The thing is, I really did and do enjoy learning Mandarin  and still read Lianhe Zaobao at my MIL’s place whenever I can. But if I’ve been relegated to “don’t even try being cheena” (with the exception to hawkers and taxi drivers), I think it’s going to be a while more before bilingualism truly succeeds in this country.


12 Responses to “In defence of Chinese teachers in Singapore”

  1. olduvai Says:

    I was in SPECHLL too! I remember having to take Social Studies in Chinese and playing all kinds of word games. It was pretty fun (although I still needed tuition!). I think my HCJC Chinese teacher was a pretty awesome one too.

  2. melch Says:

    Hello SPECHLL friend! Did you get Mdm Cai in JC? She was very nurturing, but I was such a bum in Year 1.

  3. woollendrums Says:

    You really hit the spot on the ‘unsaid’ issues! You should go to the papers with this 🙂 And, I was actually quite envious of you all who got to be in SPECHLL cos it was so Special and you got all the good teachers!! And my Chinese was no better than yours! 😛 Guess sometimes it’s luck whether u get a good teacher or not – and it’s not only for Chinese.

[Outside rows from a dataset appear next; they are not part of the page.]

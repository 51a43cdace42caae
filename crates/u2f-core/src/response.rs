//! The U2F raw authentication response.
//!
//! An authenticator answers an authentication request with a short binary
//! message. The relying party receives it base64-encoded and decodes it into
//! an [`AuthenticationResponse`].
//!
//! # Wire Format
//!
//! ```text
//! | Offset | Length    | Field         | Encoding          |
//! |--------|-----------|---------------|-------------------|
//! | 0      | 1         | user presence | raw byte          |
//! | 1      | 4         | counter       | big-endian u32    |
//! | 5      | remainder | signature     | raw ECDSA bytes   |
//! ```
//!
//! # Example
//!
//! ```
//! use yubikey_u2f_core::AuthenticationResponse;
//!
//! // presence = 0x01, counter = 1, two signature bytes
//! let response = AuthenticationResponse::decode("AQAAAAEwRg==").unwrap();
//!
//! assert!(response.is_user_present());
//! assert_eq!(response.counter(), 1);
//! assert_eq!(response.signature(), &[0x30, 0x46]);
//! ```

use core::fmt;
use core::str::FromStr;

use base64::Engine;
use base64::engine::general_purpose::STANDARD;
use serde::{Deserialize, Serialize};
use tracing::debug;

use crate::error::{Error, Result};

/// Presence byte value asserting that the user touched the authenticator.
pub const USER_PRESENT: u8 = 0x01;

/// Length of the fixed header: presence byte plus 4-byte counter.
pub const HEADER_LEN: usize = 5;

/// A decoded U2F raw authentication response.
///
/// The value is immutable once constructed. Two responses are equal iff their
/// presence byte, counter and signature bytes are equal; [`Hash`] agrees with
/// that equality.
#[derive(Debug, Clone, PartialEq, Eq, Hash, Serialize, Deserialize)]
pub struct AuthenticationResponse {
    /// Presence byte. Bit 0 set means the user was present.
    user_presence: u8,

    /// Anti-replay counter, already converted from big-endian.
    counter: u32,

    /// Raw ECDSA signature bytes, DER or fixed-length.
    #[serde(with = "hex_bytes")]
    signature: Vec<u8>,
}

/// Serde helper for hex encoding/decoding variable-length byte strings.
mod hex_bytes {
    use hex::{decode, encode};
    use serde::{Deserialize, Deserializer, Serializer, de};

    pub(super) fn serialize<S>(bytes: &[u8], serializer: S) -> Result<S::Ok, S::Error>
    where
        S: Serializer,
    {
        serializer.serialize_str(&format!("0x{}", encode(bytes)))
    }

    pub(super) fn deserialize<'de, D>(deserializer: D) -> Result<Vec<u8>, D::Error>
    where
        D: Deserializer<'de>,
    {
        let s = String::deserialize(deserializer)?;
        let s = s.strip_prefix("0x").unwrap_or(&s);
        decode(s).map_err(de::Error::custom)
    }
}

impl AuthenticationResponse {
    /// Creates a response from its decoded fields.
    ///
    /// # Example
    ///
    /// ```
    /// use yubikey_u2f_core::AuthenticationResponse;
    ///
    /// let response = AuthenticationResponse::new(0x01, 42, vec![0x30, 0x44]);
    /// assert_eq!(response.counter(), 42);
    /// ```
    #[must_use]
    pub const fn new(user_presence: u8, counter: u32, signature: Vec<u8>) -> Self {
        Self {
            user_presence,
            counter,
            signature,
        }
    }

    /// Decodes a base64-encoded raw authentication response.
    ///
    /// # Arguments
    ///
    /// * `raw` - The standard-alphabet base64 blob returned by the authenticator
    ///
    /// # Errors
    ///
    /// Returns [`Error::MalformedResponse`] if:
    ///
    /// - `raw` is not valid base64
    /// - The decoded message is shorter than [`HEADER_LEN`] bytes
    pub fn decode(raw: &str) -> Result<Self> {
        let bytes = STANDARD.decode(raw)?;
        Self::from_vec(bytes)
    }

    /// Parses a response from its wire bytes.
    ///
    /// # Errors
    ///
    /// Returns [`Error::MalformedResponse`] if `bytes` is shorter than
    /// [`HEADER_LEN`].
    pub fn from_bytes(bytes: &[u8]) -> Result<Self> {
        let (user_presence, counter) = parse_header(bytes)?;

        Ok(Self::new(
            user_presence,
            counter,
            bytes[HEADER_LEN..].to_vec(),
        ))
    }

    /// Parses a response from an owned buffer, reusing its allocation for the
    /// signature.
    ///
    /// # Errors
    ///
    /// Returns [`Error::MalformedResponse`] if `bytes` is shorter than
    /// [`HEADER_LEN`].
    pub fn from_vec(mut bytes: Vec<u8>) -> Result<Self> {
        let (user_presence, counter) = parse_header(&bytes)?;
        bytes.drain(..HEADER_LEN);

        debug!(
            user_presence,
            counter,
            signature_len = bytes.len(),
            "decoded authentication response"
        );

        Ok(Self::new(user_presence, counter, bytes))
    }

    /// Serializes the response back to its wire bytes.
    ///
    /// The output is `presence || counter (big-endian) || signature`, byte for
    /// byte what the authenticator sent.
    #[must_use]
    pub fn to_bytes(&self) -> Vec<u8> {
        let mut bytes = Vec::with_capacity(HEADER_LEN + self.signature.len());
        bytes.push(self.user_presence);
        bytes.extend_from_slice(&self.counter.to_be_bytes());
        bytes.extend_from_slice(&self.signature);
        bytes
    }

    /// Encodes the wire bytes as standard base64.
    #[must_use]
    pub fn to_base64(&self) -> String {
        STANDARD.encode(self.to_bytes())
    }

    /// Returns the raw presence byte.
    #[must_use]
    pub const fn user_presence(&self) -> u8 {
        self.user_presence
    }

    /// Returns `true` if bit 0 of the presence byte is set.
    ///
    /// This only inspects the presence bit. The stricter ceremony check lives
    /// in [`check_user_presence`](crate::verify::check_user_presence).
    #[must_use]
    pub const fn is_user_present(&self) -> bool {
        self.user_presence & USER_PRESENT != 0
    }

    /// Returns the signature counter.
    #[must_use]
    pub const fn counter(&self) -> u32 {
        self.counter
    }

    /// Returns the raw signature bytes.
    #[must_use]
    pub fn signature(&self) -> &[u8] {
        &self.signature
    }
}

/// Reads the presence byte and big-endian counter from the fixed header.
fn parse_header(bytes: &[u8]) -> Result<(u8, u32)> {
    let Some((&user_presence, rest)) = bytes.split_first() else {
        return Err(too_short(bytes.len()));
    };
    let counter: [u8; 4] = rest
        .get(..4)
        .and_then(|c| c.try_into().ok())
        .ok_or_else(|| too_short(bytes.len()))?;

    Ok((user_presence, u32::from_be_bytes(counter)))
}

fn too_short(len: usize) -> Error {
    Error::MalformedResponse(format!(
        "expected at least {HEADER_LEN} bytes, got {len}"
    ))
}

/// Decodes a base64-encoded raw authentication response.
///
/// Shorthand for [`AuthenticationResponse::decode`].
///
/// # Errors
///
/// Returns [`Error::MalformedResponse`] on invalid base64 or a truncated
/// message.
pub fn decode(raw: &str) -> Result<AuthenticationResponse> {
    AuthenticationResponse::decode(raw)
}

impl FromStr for AuthenticationResponse {
    type Err = Error;

    fn from_str(s: &str) -> Result<Self> {
        Self::decode(s)
    }
}

impl fmt::Display for AuthenticationResponse {
    fn fmt(&self, f: &mut fmt::Formatter<'_>) -> fmt::Result {
        write!(f, "{}", self.to_base64())
    }
}
//! Error types for U2F authentication response handling.
//!
//! This module provides the [`enum@Error`] type shared by every operation in
//! the crate. Each variant corresponds to one way an authentication ceremony
//! can be rejected, so callers can report an accurate reason.
//!
//! # Error Categories
//!
//! - **Decoding errors**: the response blob is not valid base64 or is too short
//! - **Key errors**: the registered public key cannot be decoded
//! - **Verification errors**: the signature, user-presence or counter check failed
//! - **Configuration errors**: a [`Policy`](crate::Policy) could not be loaded
//!
//! # Example
//!
//! ```
//! use yubikey_u2f_core::Error;
//!
//! let err = Error::UserPresenceRequired(0x00);
//! assert_eq!(err.to_string(), "user presence required (presence byte 0x00)");
//! ```

use base64::DecodeError;
use core::result::Result as CoreResult;
use serde_json::Error as SerdeJsonError;
use thiserror::Error;

/// The error type for U2F authentication response operations.
#[derive(Debug, Error)]
#[non_exhaustive]
pub enum Error {
    // =========================================================================
    // Decoding Errors
    // =========================================================================
    /// The raw response is not valid base64 or is shorter than its fixed header.
    #[error("malformed response: {0}")]
    MalformedResponse(String),

    // =========================================================================
    // Key Errors
    // =========================================================================
    /// The caller-supplied public key is not a valid P-256 point.
    #[error("invalid public key: {0}")]
    InvalidPublicKey(String),

    // =========================================================================
    // Verification Errors
    // =========================================================================
    /// The ECDSA signature does not match the signed payload.
    #[error("signature invalid: {0}")]
    SignatureInvalid(String),

    /// The authenticator did not assert user presence.
    ///
    /// Carries the presence byte that was rejected.
    #[error("user presence required (presence byte {0:#04x})")]
    UserPresenceRequired(u8),

    /// The signature counter did not advance past the last accepted value.
    #[error("counter did not increase: current {current}, previous {previous}")]
    CounterNotIncreased {
        /// Counter reported by the authenticator.
        current: u32,
        /// Last counter accepted for this registration.
        previous: u32,
    },

    // =========================================================================
    // Configuration Errors
    // =========================================================================
    /// A verification policy could not be parsed.
    #[error("invalid policy: {0}")]
    InvalidPolicy(String),
}

impl From<DecodeError> for Error {
    fn from(err: DecodeError) -> Self {
        Error::MalformedResponse(err.to_string())
    }
}

impl From<SerdeJsonError> for Error {
    fn from(err: SerdeJsonError) -> Self {
        Error::InvalidPolicy(err.to_string())
    }
}

/// A specialized [`Result`] type for U2F operations.
pub type Result<T> = CoreResult<T, Error>;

But you’re so right – it’s not the teachers’ fault, it’s the system.

    Can’t believe we are also ex-Hwa Chongians lor. Very diu1 lian3.

  4. Lianne Says:

    I had Mrs Su also! She is the best Chinese teacher I ever had, and she allowed English to be used in class. I always prepared the English meanings of the new words because otherwise I would always be lost in class, and she would call on me to share the meanings of the words in English with the class.

  5. melch Says:

    @Sheryl: I still feel I got no zi(1) ge(2) to say that I was from HC.
    @Lianne: On retrospect, she was probably the best teacher EVER for me.

  6. enette Says:

    Hmmm… while I do see your point about the east-west divide, and i do struggle with my condescension towards cheenapoks (hehe) and my embarrassment at not being fluent in mandarin, living abroad has changed my perception of my identity and need for speaking chinese fluently.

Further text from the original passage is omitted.